Agent Trajectory Preflight¶
When every generation costs tokens, compute, and user attention, catching a likely-to-fail prompt before the model runs saves all three. The trajectory simulator runs a small fan-out of cheap sampled trajectories, scores each, and returns a verdict — proceed, warn, or halt — that the gateway can act on without ever calling the full model.
The flow¶
prompt ──► TrajectorySimulator.preflight
│
├──► Actor.sample(prompt, seed=17) ──┐
├──► Actor.sample(prompt, seed=18) │ N draws
├──► … │ (default 8)
└──► Actor.sample(prompt, seed=24) ──┘
│
└──► CoherenceScorer.review(prompt, draw)
│
└──► halt_rate + CI + action
The actor is any object with a sample(prompt, seed) -> list[str]

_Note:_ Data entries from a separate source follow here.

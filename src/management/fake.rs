//! In-memory management backends with scriptable failures.

use super::{
    ManagerProvider, PerformanceQueryClient, ProcessInfo, RawCounterSample, ServiceConfig,
    ServiceHandle, ServiceManager, ServiceStatus,
};
use crate::utils::errors::InterfaceError;
use crate::utils::psutils::same_executable;
use async_trait::async_trait;
use std::sync::atomic::{AtomicUsize, Ordering};
use std::sync::{Arc, Mutex, MutexGuard, PoisonError};

#[derive(Debug, Clone, Default)]
pub struct FakeService {
    pub name: String,
    pub display_name: String,
    pub state: u32,
    pub start_type: u32,
    pub open_error: Option<InterfaceError>,
    pub status_error: Option<InterfaceError>,
    pub config_error: Option<InterfaceError>,
}

impl FakeService {
    pub fn new(name: &str, display_name: &str, state: u32, start_type: u32) -> Self {
        Self {
            name: name.to_string(),
            display_name: display_name.to_string(),
            state,
            start_type,
            ..Default::default()
        }
    }

    pub fn failing_open(mut self, err: InterfaceError) -> Self {
        self.open_error = Some(err);
        self
    }

    pub fn failing_status(mut self, err: InterfaceError) -> Self {
        self.status_error = Some(err);
        self
    }

    pub fn failing_config(mut self, err: InterfaceError) -> Self {
        self.config_error = Some(err);
        self
    }
}

/// Service registry backed by a fixed list. Clones share handle counters.
#[derive(Debug, Clone, Default)]
pub struct FakeServiceManager {
    services: Arc<Vec<FakeService>>,
    list_error: Option<InterfaceError>,
    opened: Arc<AtomicUsize>,
    closed: Arc<AtomicUsize>,
}

impl FakeServiceManager {
    pub fn new(services: Vec<FakeService>) -> Self {
        Self {
            services: Arc::new(services),
            ..Default::default()
        }
    }

    pub fn failing_list(mut self, err: InterfaceError) -> Self {
        self.list_error = Some(err);
        self
    }

    /// Handles successfully opened so far.
    pub fn opened(&self) -> usize {
        self.opened.load(Ordering::SeqCst)
    }

    pub fn closed(&self) -> usize {
        self.closed.load(Ordering::SeqCst)
    }
}

impl ServiceManager for FakeServiceManager {
    fn list_service_names(&self) -> Result<Vec<String>, InterfaceError> {
        if let Some(err) = &self.list_error {
            return Err(err.clone());
        }
        Ok(self.services.iter().map(|s| s.name.clone()).collect())
    }

    fn open_service(&self, name: &str) -> Result<Box<dyn ServiceHandle>, InterfaceError> {
        let service = self
            .services
            .iter()
            .find(|s| s.name == name)
            .ok_or_else(|| {
                InterfaceError::Failed("the specified service does not exist".to_string())
            })?;
        if let Some(err) = &service.open_error {
            return Err(err.clone());
        }
        self.opened.fetch_add(1, Ordering::SeqCst);
        Ok(Box::new(FakeServiceHandle {
            service: service.clone(),
            closed: Arc::clone(&self.closed),
            is_closed: false,
        }))
    }
}

impl ManagerProvider for FakeServiceManager {
    fn connect(&self) -> Result<Box<dyn ServiceManager>, InterfaceError> {
        Ok(Box::new(self.clone()))
    }
}

struct FakeServiceHandle {
    service: FakeService,
    closed: Arc<AtomicUsize>,
    is_closed: bool,
}

impl ServiceHandle for FakeServiceHandle {
    fn query_status(&self) -> Result<ServiceStatus, InterfaceError> {
        match &self.service.status_error {
            Some(err) => Err(err.clone()),
            None => Ok(ServiceStatus {
                state: self.service.state,
            }),
        }
    }

    fn query_config(&self) -> Result<ServiceConfig, InterfaceError> {
        match &self.service.config_error {
            Some(err) => Err(err.clone()),
            None => Ok(ServiceConfig {
                display_name: self.service.display_name.clone(),
                start_type: self.service.start_type,
            }),
        }
    }

    fn close(&mut self) {
        if !self.is_closed {
            self.is_closed = true;
            self.closed.fetch_add(1, Ordering::SeqCst);
        }
    }
}

#[derive(Debug, Default)]
struct FakePerfState {
    processes: Vec<ProcessInfo>,
    samples: Vec<RawCounterSample>,
    process_error: Option<InterfaceError>,
    counter_error: Option<InterfaceError>,
    process_queries: usize,
    counter_queries: usize,
}

/// Performance-counter client whose answers can be swapped while loops run.
#[derive(Debug, Clone, Default)]
pub struct FakePerfClient {
    state: Arc<Mutex<FakePerfState>>,
}

impl FakePerfClient {
    pub fn new(processes: Vec<ProcessInfo>, samples: Vec<RawCounterSample>) -> Self {
        let client = Self::default();
        client.set_processes(processes);
        client.set_samples(samples);
        client
    }

    fn lock(&self) -> MutexGuard<'_, FakePerfState> {
        self.state.lock().unwrap_or_else(PoisonError::into_inner)
    }

    pub fn set_processes(&self, processes: Vec<ProcessInfo>) {
        self.lock().processes = processes;
    }

    pub fn set_samples(&self, samples: Vec<RawCounterSample>) {
        self.lock().samples = samples;
    }

    pub fn fail_processes(&self, err: Option<InterfaceError>) {
        self.lock().process_error = err;
    }

    pub fn fail_counters(&self, err: Option<InterfaceError>) {
        self.lock().counter_error = err;
    }

    pub fn process_queries(&self) -> usize {
        self.lock().process_queries
    }

    pub fn counter_queries(&self) -> usize {
        self.lock().counter_queries
    }
}

#[async_trait]
impl PerformanceQueryClient for FakePerfClient {
    async fn list_processes(&self, executable: &str) -> Result<Vec<ProcessInfo>, InterfaceError> {
        let mut state = self.lock();
        state.process_queries += 1;
        if let Some(err) = &state.process_error {
            return Err(err.clone());
        }
        Ok(state
            .processes
            .iter()
            .filter(|p| same_executable(&p.name, executable))
            .cloned()
            .collect())
    }

    async fn query_counters(&self) -> Result<Vec<RawCounterSample>, InterfaceError> {
        let mut state = self.lock();
        state.counter_queries += 1;
        if let Some(err) = &state.counter_error {
            return Err(err.clone());
        }
        Ok(state.samples.clone())
    }
}

/// A small host for demo runs: a handful of services and two IIS pools.
pub fn demo_services() -> FakeServiceManager {
    FakeServiceManager::new(vec![
        FakeService::new("LanmanServer", "Server", 4, 2),
        FakeService::new("Spooler", "Print Spooler", 4, 2),
        FakeService::new("W3SVC", "World Wide Web Publishing Service", 4, 2),
        FakeService::new("wuauserv", "", 1, 3),
        FakeService::new("WinDefend", "Microsoft Defender Antivirus Service", 4, 2)
            .failing_config(InterfaceError::PermissionDenied("WinDefend".to_string())),
    ])
}

pub fn demo_perf_client() -> FakePerfClient {
    let process = |process_id: u32, pool: &str| ProcessInfo {
        process_id,
        name: "w3wp.exe".to_string(),
        command_line: format!(r#"c:\windows\system32\inetsrv\w3wp.exe -ap "{pool}" -v "v4.0""#),
    };
    let sample = |process_id: u32, cpu: u64, working_set: u64| RawCounterSample {
        process_id,
        name: "w3wp".to_string(),
        percent_processor_time: cpu,
        private_bytes: working_set * 2,
        working_set,
        handle_count: 800,
        thread_count: 40,
        io_read_bytes_per_sec: 4096,
        io_write_bytes_per_sec: 1024,
    };
    FakePerfClient::new(
        vec![process(4120, "DefaultAppPool"), process(5388, "Intranet")],
        vec![
            sample(4, 1, 1 << 20),
            sample(4120, 12, 180 << 20),
            sample(5388, 3, 95 << 20),
        ],
    )
}

#[cfg(test)]
mod tests {
    use super::*;

    #[test]
    fn test_handles_are_counted() {
        let manager = FakeServiceManager::new(vec![FakeService::new("svc", "", 4, 2)]);
        let mut handle = manager.open_service("svc").unwrap();
        assert_eq!(handle.query_status().unwrap().state, 4);
        handle.close();
        handle.close();
        assert_eq!(manager.opened(), 1);
        assert_eq!(manager.closed(), 1);
        assert!(manager.open_service("missing").is_err());
    }

    #[tokio::test]
    async fn test_perf_client_filters_by_executable() {
        let client = demo_perf_client();
        let mut processes = client.list_processes("W3WP.EXE").await.unwrap();
        processes.sort_by_key(|p| p.process_id);
        assert_eq!(processes.len(), 2);
        assert_eq!(processes[0].process_id, 4120);
        assert!(client.list_processes("svchost.exe").await.unwrap().is_empty());
        assert_eq!(client.process_queries(), 2);
    }
}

method. In production it wraps a small distilled LLM; in tests and
smoke runs it can be a deterministic mock. The scorer is any
object with the standard review(prompt, action) interface — the
shipped CoherenceScorer plugs in unchanged.
Minimal reproduction¶
from director_ai.core import CoherenceScorer, GroundTruthStore
from director_ai.core.trajectory import TrajectorySimulator
from director_ai.core.actor import MockGenerator
class MockActor:
"""Wrap the shipped MockGenerator to match the Actor protocol."""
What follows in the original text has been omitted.